- _Exercise directions_
Your task is to reproduce exactly the lines that run from the beginning of the data through the line where "the guard regardless." appears.

- _Dataset excerpts_
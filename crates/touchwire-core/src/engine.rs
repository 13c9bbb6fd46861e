use std::sync::atomic::{AtomicBool, AtomicUsize, Ordering};
use std::sync::{Condvar, Mutex, MutexGuard, PoisonError};
use std::thread::ThreadId;
use std::time::Duration;

use touchwire_bus::Bus;
use touchwire_message::codes::{CMD_NONE, STATUS_INVALID};
use touchwire_message::{
    ApplicationInfo, BootInfo, Identification, HEADER_SIZE, IDENTIFICATION_SIZE,
};

use crate::buffer::MessageBuffer;
use crate::config::{EngineConfig, ROMBOOT_DOWNLOAD_UNIT};
use crate::dispatch::{PollScheduler, ReportConsumer};
use crate::helper::HelperSlot;
use crate::reader::MIN_READ_LENGTH;

// A poisoned lock still holds consistent state: every critical section
// restores its invariants on all exit paths. Take the guard regardless.
pub(crate) fn lock<T>(mutex: &Mutex<T>) -> MutexGuard<'_, T> {
    mutex.lock().unwrap_or_else(PoisonError::into_inner)
}

/// State of the single in-flight command.
#[derive(Debug, Clone, Copy, PartialEq, Eq)]
pub enum CommandStatus {
    /// No command outstanding.
    Idle,
    /// A command was written and its response is pending.
    Busy,
    /// The command failed before a usable response arrived.
    Error,
}

pub(crate) struct CommandState {
    pub(crate) status: CommandStatus,
    pub(crate) command: u8,
    pub(crate) response_code: u8,
    pub(crate) completed: bool,
}

/// Command status plus the completion signal the read path fires.
pub(crate) struct CommandGate {
    pub(crate) state: Mutex<CommandState>,
    pub(crate) done: Condvar,
}

impl CommandGate {
    fn new() -> Self {
        Self {
            state: Mutex::new(CommandState {
                status: CommandStatus::Idle,
                command: CMD_NONE,
                response_code: STATUS_INVALID,
                completed: false,
            }),
            done: Condvar::new(),
        }
    }
}

/// Inbound message buffer plus the predictive read length.
pub(crate) struct Inbound {
    pub(crate) buf: MessageBuffer,
    /// How many bytes the next first chunk reads. Tracks the previous
    /// message's total length, clamped to the chunk bound.
    pub(crate) read_length: usize,
}

/// Buffered payload of the response in flight.
#[derive(Default)]
pub(crate) struct ResponseSlot {
    pub(crate) data: Vec<u8>,
}

/// Retained device information, refreshed by identify traffic.
pub(crate) struct DeviceState {
    /// Raw identification image; short identify payloads overwrite only
    /// a prefix.
    pub(crate) id_image: [u8; IDENTIFICATION_SIZE],
    pub(crate) app_info: Option<ApplicationInfo>,
    pub(crate) boot_info: Option<BootInfo>,
}

/// Wakes threads blocked on the next asynchronous report.
pub(crate) struct ReportNotifier {
    slot: Mutex<Option<u8>>,
    cond: Condvar,
}

impl ReportNotifier {
    fn new() -> Self {
        Self {
            slot: Mutex::new(None),
            cond: Condvar::new(),
        }
    }

    pub(crate) fn record(&self, id: u8) {
        *lock(&self.slot) = Some(id);
        self.cond.notify_all();
    }

    pub(crate) fn wait(&self, timeout: Duration) -> Option<u8> {
        let guard = lock(&self.slot);
        let (mut guard, _timed_out) = self
            .cond
            .wait_timeout_while(guard, timeout, |slot| slot.is_none())
            .unwrap_or_else(PoisonError::into_inner);
        guard.take()
    }
}

/// The message engine: one logical device on one bus.
///
/// The engine owns the bus and serializes every complete logical read or
/// write over it. A reader thread feeds [`Engine::read_message`] whenever
/// the device signals attention; any other thread issues commands through
/// [`Engine::write_message`] or the operations layer. All methods take
/// `&self`; share the engine behind an `Arc`.
pub struct Engine<B: Bus> {
    pub(crate) config: EngineConfig,
    pub(crate) bus: Mutex<B>,
    /// Serializes the command/response dance end to end. Always acquired
    /// before the bus.
    pub(crate) command_mutex: Mutex<()>,
    pub(crate) inbound: Mutex<Inbound>,
    pub(crate) outbound: Mutex<MessageBuffer>,
    pub(crate) temp: Mutex<MessageBuffer>,
    pub(crate) response: Mutex<ResponseSlot>,
    pub(crate) command: CommandGate,
    pub(crate) device: Mutex<DeviceState>,
    /// Effective write chunk size after identify renegotiation.
    pub(crate) wr_chunk_size: AtomicUsize,
    pub(crate) host_download: AtomicBool,
    pub(crate) host_download_capable: bool,
    pub(crate) helper: HelperSlot,
    pub(crate) notifier: ReportNotifier,
    pub(crate) consumers: Vec<Box<dyn ReportConsumer>>,
    pub(crate) touch_handler: Option<Box<dyn ReportConsumer>>,
    pub(crate) poll: Option<Box<dyn PollScheduler>>,
    pub(crate) reader_thread: Mutex<Option<ThreadId>>,
    pub(crate) identify_mutex: Mutex<()>,
    pub(crate) reset_mutex: Mutex<()>,
}

impl<B: Bus> Engine<B> {
    /// Create an engine with no consumers wired in.
    pub fn new(bus: B, config: EngineConfig) -> Self {
        Engine::builder(bus).config(config).build()
    }

    /// Start building an engine around `bus`.
    pub fn builder(bus: B) -> EngineBuilder<B> {
        EngineBuilder {
            bus,
            config: EngineConfig::default(),
            consumers: Vec::new(),
            touch_handler: None,
            poll: None,
            host_download_capable: false,
        }
    }

    /// Current command driver status.
    pub fn command_status(&self) -> CommandStatus {
        lock(&self.command.state).status
    }

    /// Most recent identification the device reported.
    pub fn identification(&self) -> Identification {
        Identification::from_payload(&lock(&self.device).id_image)
    }

    /// Application info from the latest fetch, if any.
    pub fn application_info(&self) -> Option<ApplicationInfo> {
        lock(&self.device).app_info
    }

    /// Boot info from the latest fetch, if any.
    pub fn boot_info(&self) -> Option<BootInfo> {
        lock(&self.device).boot_info
    }

    /// Effective write chunk size (zero means unbounded).
    pub fn write_chunk_size(&self) -> usize {
        self.wr_chunk_size.load(Ordering::Relaxed)
    }

    /// Block until the dispatch engine records an asynchronous report,
    /// and return its id. Touch reports take the dedicated fast path and
    /// do not satisfy the wait.
    pub fn wait_for_report(&self, timeout: Duration) -> Option<u8> {
        self.notifier.wait(timeout)
    }

    /// Mark a host-download session active or finished. While active,
    /// identify reports are absorbed but not routed; the downloader owns
    /// the mode transitions it provokes.
    pub fn set_host_download_active(&self, active: bool) {
        self.host_download.store(active, Ordering::Release);
    }

    /// True while a host-download session is active.
    pub fn host_download_active(&self) -> bool {
        self.host_download.load(Ordering::Acquire)
    }

    /// Tear the engine down and hand the bus back.
    pub fn into_bus(self) -> B {
        self.bus.into_inner().unwrap_or_else(PoisonError::into_inner)
    }
}

/// Builder wiring consumers and collaborators into an [`Engine`].
pub struct EngineBuilder<B: Bus> {
    bus: B,
    config: EngineConfig,
    consumers: Vec<Box<dyn ReportConsumer>>,
    touch_handler: Option<Box<dyn ReportConsumer>>,
    poll: Option<Box<dyn PollScheduler>>,
    host_download_capable: bool,
}

impl<B: Bus> EngineBuilder<B> {
    /// Use `config` instead of the defaults.
    pub fn config(mut self, config: EngineConfig) -> Self {
        self.config = config;
        self
    }

    /// Append a report consumer; dispatch order follows registration.
    pub fn consumer(mut self, consumer: impl ReportConsumer + 'static) -> Self {
        self.consumers.push(Box::new(consumer));
        self
    }

    /// Install the dedicated touch-report fast path.
    pub fn touch_handler(mut self, handler: impl ReportConsumer + 'static) -> Self {
        self.touch_handler = Some(Box::new(handler));
        self
    }

    /// Install a scheduler for delayed polls on buses without an
    /// attention line.
    pub fn poll_scheduler(mut self, scheduler: impl PollScheduler + 'static) -> Self {
        self.poll = Some(Box::new(scheduler));
        self
    }

    /// The device boots by host download: resets complete without a
    /// response and a rom-bootloader identify parks the download task.
    pub fn host_download_capable(mut self, capable: bool) -> Self {
        self.host_download_capable = capable;
        self
    }

    /// Build the engine.
    pub fn build(self) -> Engine<B> {
        let mut config = self.config;
        // Chunk sizes too small to carry the per-chunk overhead cannot
        // make progress.
        if config.rd_chunk_size != 0 {
            config.rd_chunk_size = config.rd_chunk_size.max(HEADER_SIZE);
        }
        if config.wr_chunk_size != 0 {
            config.wr_chunk_size = config.wr_chunk_size.max(2);
        }
        if config.hdl_wr_chunk_size != 0 {
            config.hdl_wr_chunk_size = config.hdl_wr_chunk_size.max(ROMBOOT_DOWNLOAD_UNIT + 1);
        }

        let wr_chunk_size = AtomicUsize::new(config.wr_chunk_size);
        Engine {
            config,
            bus: Mutex::new(self.bus),
            command_mutex: Mutex::new(()),
            inbound: Mutex::new(Inbound {
                buf: MessageBuffer::new(),
                read_length: MIN_READ_LENGTH,
            }),
            outbound: Mutex::new(MessageBuffer::new()),
            temp: Mutex::new(MessageBuffer::new()),
            response: Mutex::new(ResponseSlot::default()),
            command: CommandGate::new(),
            device: Mutex::new(DeviceState {
                id_image: [0; IDENTIFICATION_SIZE],
                app_info: None,
                boot_info: None,
            }),
            wr_chunk_size,
            host_download: AtomicBool::new(false),
            host_download_capable: self.host_download_capable,
            helper: HelperSlot::new(),
            notifier: ReportNotifier::new(),
            consumers: self.consumers,
            touch_handler: self.touch_handler,
            poll: self.poll,
            reader_thread: Mutex::new(None),
            identify_mutex: Mutex::new(()),
            reset_mutex: Mutex::new(()),
        }
    }
}

#[cfg(test)]
mod tests {
    use super::*;
    use crate::dispatch::Report;
    use touchwire_bus::Result as BusResult;

    struct NullBus;

    impl Bus for NullBus {
        fn read_chunk(&mut self, _dst: &mut [u8]) -> BusResult<()> {
            Err(touchwire_bus::BusError::Detached)
        }

        fn write_chunk(&mut self, _src: &[u8]) -> BusResult<()> {
            Ok(())
        }

        fn name(&self) -> &'static str {
            "null"
        }
    }

    struct NullConsumer;

    impl ReportConsumer for NullConsumer {
        fn handle_report(&self, _report: Report<'_>) {}
    }

    #[test]
    fn test_new_engine_is_idle() {
        let engine = Engine::new(NullBus, EngineConfig::default());
        assert_eq!(engine.command_status(), CommandStatus::Idle);
        assert_eq!(engine.identification(), Identification::default());
        assert!(engine.application_info().is_none());
        assert!(engine.boot_info().is_none());
        assert!(!engine.host_download_active());
        assert_eq!(lock(&engine.inbound).read_length, MIN_READ_LENGTH);
    }

    #[test]
    fn test_builder_wires_consumers() {
        let engine = Engine::builder(NullBus)
            .consumer(NullConsumer)
            .consumer(NullConsumer)
            .touch_handler(NullConsumer)
            .host_download_capable(true)
            .build();
        assert_eq!(engine.consumers.len(), 2);
        assert!(engine.touch_handler.is_some());
        assert!(engine.host_download_capable);
    }

    #[test]
    fn test_degenerate_chunk_sizes_are_bumped() {
        let config = EngineConfig {
            rd_chunk_size: 2,
            wr_chunk_size: 1,
            hdl_wr_chunk_size: 8,
            ..Default::default()
        };
        let engine = Engine::new(NullBus, config);
        assert_eq!(engine.config.rd_chunk_size, HEADER_SIZE);
        assert_eq!(engine.config.wr_chunk_size, 2);
        assert_eq!(engine.config.hdl_wr_chunk_size, ROMBOOT_DOWNLOAD_UNIT + 1);
        // Zero stays zero: chunking disabled.
        let engine = Engine::new(NullBus, EngineConfig::default());
        assert_eq!(engine.config.rd_chunk_size, 0);
    }

    #[test]
    fn test_into_bus_returns_transport() {
        let engine = Engine::new(NullBus, EngineConfig::default());
        let bus = engine.into_bus();
        assert_eq!(bus.name(), "null");
    }

    #[test]
    fn test_report_notifier_roundtrip() {
        let notifier = ReportNotifier::new();
        assert_eq!(notifier.wait(Duration::from_millis(1)), None);
        notifier.record(0x12);
        assert_eq!(notifier.wait(Duration::from_millis(1)), Some(0x12));
        // Taking the slot leaves it empty for the next wait.
        assert_eq!(notifier.wait(Duration::from_millis(1)), None);
    }
}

- _Reply_
filename crates/touchwire-core/src/engine.rs
repository 13c9bbb6fd46861e
use std::sync::atomic::{AtomicBool, AtomicUsize, Ordering};
use std::sync::{Condvar, Mutex, MutexGuard, PoisonError};
use std::thread::ThreadId;
use std::time::Duration;

use touchwire_bus::Bus;
use touchwire_message::codes::{CMD_NONE, STATUS_INVALID};
use touchwire_message::{
    ApplicationInfo, BootInfo, Identification, HEADER_SIZE, IDENTIFICATION_SIZE,
};

use crate::buffer::MessageBuffer;
use crate::config::{EngineConfig, ROMBOOT_DOWNLOAD_UNIT};
use crate::dispatch::{PollScheduler, ReportConsumer};
use crate::helper::HelperSlot;
use crate::reader::MIN_READ_LENGTH;

// A poisoned lock still holds consistent state: every critical section
// restores its invariants on all exit paths. Take the guard regardless.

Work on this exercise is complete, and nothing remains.